White light microscope

Abstract:
Silver nanoparticles that can generate white light could improve microscopy in research into cancer and bone diseases according to a paper in the March issue of Nano Letters.

Optical microscopy is commonly thought to use optical transmission measurements, whereas most modern microscopists working with contemporary high-resolution microscopes use fluorescence. But, fluorescence has its limitations.

Powerful as it is, fluorescence microscopy has a fatal flaw - the need to treat any specimen with fluorescent dyes or stains. The application of these dyes often alters or harms tissues and can kill living cells. So, although fluorescence microscopy is unsurpassed in acquisition speed and spatial resolution it is severely limited in this sense.

John Lupton and colleagues, Debansu Chaudhuri, Jeremy Galushs, Manfred Walter, Nicholas Borys, and Michael Bartl in the Department of Physics and Department of Chemistry, at the University of Utah, Salt Lake City, hope to circumvent this problem without resorting to old-style microscopy.

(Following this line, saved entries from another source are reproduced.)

// File: src/database/lock.rs

//! Writer coordination
//!
//! One privileged long-lived writer shares the database file with a pool of
//! short-lived connections. SQLite serializes them at the file level, but
//! left alone the long-lived writer and a burst of short-lived writers would
//! ping-pong on busy errors. The coordinator keeps two cells, the count of
//! active short-lived read-write sections and a flag for the long-lived
//! writer, and guarantees that at any instant either the long-lived writer
//! runs alone or only short-lived writers do.
//!
//! Read-only sections never touch the coordinator.

use std::sync::{Condvar, Mutex, MutexGuard, PoisonError};

#[derive(Debug, Default)]
struct LockState {
    short_lived: usize,
    long_lived_active: bool,
}

/// The two coordination cells plus the condition their waiters block on.
///
/// Shared via `Arc` between the long-lived bracket and every short-lived
/// bracket opened against the same file.
#[derive(Debug, Default)]
pub struct ConnectionLock {
    state: Mutex<LockState>,
    cond: Condvar,
}

impl ConnectionLock {
    pub fn new() -> Self {
        Self::default()
    }

    // A poisoned mutex only means another section panicked mid-update; the
    // counters themselves are updated atomically under the guard, so the
    // state is still consistent and waiting must go on.
    fn state(&self) -> MutexGuard<'_, LockState> {
        self.state.lock().unwrap_or_else(PoisonError::into_inner)
    }

    /// Enter a short-lived read-write section: wait for the long-lived
    /// writer to go idle, then register.
    pub(crate) fn short_lived_section(&self) -> ShortLivedGuard<'_> {
        let mut state = self.state();
        while state.long_lived_active {
            state = self
                .cond
                .wait(state)
                .unwrap_or_else(PoisonError::into_inner);
        }
        state.short_lived += 1;
        ShortLivedGuard { lock: self }
    }

    /// Enter the long-lived section: claim the flag first so new short-lived
    /// writers queue behind us, then drain the ones already in flight.
    pub(crate) fn long_lived_section(&self) -> LongLivedGuard<'_> {
        let mut state = self.state();
        state.long_lived_active = true;
        while state.short_lived > 0 {
            state = self
                .cond
                .wait(state)
                .unwrap_or_else(PoisonError::into_inner);
        }
        LongLivedGuard { lock: self }
    }

    #[cfg(test)]
    fn snapshot(&self) -> (usize, bool) {
        let state = self.state();
        (state.short_lived, state.long_lived_active)
    }
}

/// Releases the short-lived slot on every exit path.
#[must_use]
pub(crate) struct ShortLivedGuard<'a> {
    lock: &'a ConnectionLock,
}

impl Drop for ShortLivedGuard<'_> {
    fn drop(&mut self) {
        let mut state = self.lock.state();
        state.short_lived -= 1;
        drop(state);
        self.lock.cond.notify_all();
    }
}

/// Releases the long-lived flag on every exit path.
#[must_use]
pub(crate) struct LongLivedGuard<'a> {
    lock: &'a ConnectionLock,
}

impl Drop for LongLivedGuard<'_> {
    fn drop(&mut self) {
        let mut state = self.lock.state();
        state.long_lived_active = false;
        drop(state);
        self.lock.cond.notify_all();
    }
}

They have worked clusters of silver nanoparticles. Silver nanoparticle films have been used for single molecule surface-enhanced Raman scattering (SERS) studies before with one- or two-photon excitation. They can thus act as a tuneable beacon of light for transmission microscopy carried out at resolutions below the diffraction limit. This limit normally stymies conventional microscopy. The researchers suggest that their success could allow researchers to investigate cancerous tissues, diseased bone and other diffuse materials in unprecedented detail and without dyes to damage the sample.